Princess Cruises (www.princesscruises.com) has been doing this route for 50 years now, so they know it well. Many of their shore excursions are exclusive, in partnership with the Discovery Channel and Animal Planet, with an emphasis on outdoor adventure. They’ll have eight ships in Alaska in 2020, ranging from 670 to 3,560 passengers on these sailings (from $669 per person for an inside cabin.) On these ships, first timers can sample all the classic cruise ship amenities, like lavish evening shows and numerous bars and restaurants, plus creature comforts that aren’t available on smaller expedition-style ships. (Think cushy beds and flat-screen TVs.) Finding your way around these multi-level ships has gotten easier thanks to smart screens (in some ships) that show you how to get to where you want to go with the tap of a medallion.

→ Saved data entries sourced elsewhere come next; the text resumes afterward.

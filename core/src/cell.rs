use serde::{Deserialize, Serialize};

/// One square of the board, owned by its [`Board`](crate::Board).
///
/// Mine cells keep `neighbor_mines` at zero, the count is only meaningful for safe cells.
#[derive(Copy, Clone, Debug, Default, PartialEq, Eq, Serialize, Deserialize)]
pub struct Cell {
    pub is_mine: bool,
    pub is_revealed: bool,
    pub is_flagged: bool,
    pub neighbor_mines: u8,
}

impl Cell {
    pub const fn is_unrevealed(&self) -> bool {
        !self.is_revealed
    }

    /// Whether this cell satisfies the win condition on its own.
    pub const fn is_settled(&self) -> bool {
        self.is_mine != self.is_revealed
    }

    pub const fn view(&self) -> CellView {
        match (self.is_revealed, self.is_mine) {
            (true, true) => CellView::Mine,
            (true, false) => CellView::Revealed(self.neighbor_mines),
            (false, _) if self.is_flagged => CellView::Flagged,
            (false, _) => CellView::Hidden,
        }
    }
}

/// What the player is allowed to see of a cell.
#[derive(Copy, Clone, Debug, Default, PartialEq, Eq, Serialize, Deserialize)]
pub enum CellView {
    #[default]
    Hidden,
    Flagged,
    Revealed(u8),
    Mine,
}

#[cfg(test)]
mod tests {
    use super::*;

    #[test]
    fn view_hides_unrevealed_mines() {
        let cell = Cell {
            is_mine: true,
            ..Default::default()
        };
        assert_eq!(cell.view(), CellView::Hidden);
        assert_eq!(cell.view(), CellView::default());

        let flagged = Cell {
            is_flagged: true,
            ..cell
        };
        assert_eq!(flagged.view(), CellView::Flagged);
    }

    #[test]
    fn view_of_revealed_cells() {
        let safe = Cell {
            is_revealed: true,
            neighbor_mines: 3,
            ..Default::default()
        };
        assert_eq!(safe.view(), CellView::Revealed(3));

        let mine = Cell {
            is_mine: true,
            is_revealed: true,
            ..Default::default()
        };
        assert_eq!(mine.view(), CellView::Mine);
    }

    #[test]
    fn settled_cells() {
        assert!(!Cell::default().is_settled());
        assert!(Cell {
            is_mine: true,
            ..Default::default()
        }
        .is_settled());
        assert!(!Cell {
            is_mine: true,
            is_revealed: true,
            ..Default::default()
        }
        .is_settled());
    }
}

Tip: If you want to experience the grandeur of the Last Frontier with tourists, go in September. You might find your group is the only one on the hiking trail, or rafting the river.
Best first-time solo trip
If you’re going it alone — i.e., not bringing along your BFF or significant other — we’d suggest a small-group trip when you venture out for the first time. That way, if something unexpected happens (injury, illness, getting lost, or robbed), you’ve got someone local to lend a hand — or perhaps offer herbal tea and anti-nausea medication. (Thanks again, fellow Jordan travelers!) You can room by yourself (check first to see if you’ll have to pay a singles supplement) and skip activities if you like, but you’ve got company when you want it. “People who travel on our small group journeys are more open to meeting people and making friends,” says Jennifer Tombaugh, president of Tauck in Wilton, Conn. (www.tauck.com), which operates tours in 70 countries on seven continents. For a first solo trip, Tombaugh likes Morocco. “It’s a great group trip. Most people speak English there, but it helps to have someone handling the logistics,” for day trips and desert excursions, she says. Another place she recommends for a first-time soloist who’s considering a small-group tour: Tanzania.
Best first-time family trip
Planning a trip with the kiddos in tow can be daunting. You’re putting some effort into this, so make it a destination that really delivers. Tombaugh of Tauck recommends visiting a US national park for an awe-inspiring family vacation. “Every kid in America should have a chance to see our national parks,” she says. Among the company’s most popular family trips is the “Red Rocks & Painted Canyons” tour featuring the Grand Canyon, Bryce Canyon, and Zion National Park, in partnership with filmmaker Ken Burns. In our own backyard, there’s Acadia National Park (www.nps.gov) — one of the most gorgeous of them all and quite doable as a DIY vacation.
Carol Dimopoulos, president of Perillo’s Learning Journeys (www.perillotours.com) is passionate about Costa Rica as a first-time family destination. “Costa Rica is a veritable playground for families,” she says. In addition to offering an endless array of outdoor adventures, it’s an ideal destination for learning about nature and conservation. “Families can learn about crops during visits to vanilla and coffee farms, view the Arenal volcano from a zip line, learn wildlife photography, and see native bird species and multihued butterflies in private nature reserves,” Dimopoulos notes. Travel experiences like this “provide a platform for families to learn something new, which lasts far beyond the physical experience of the journey."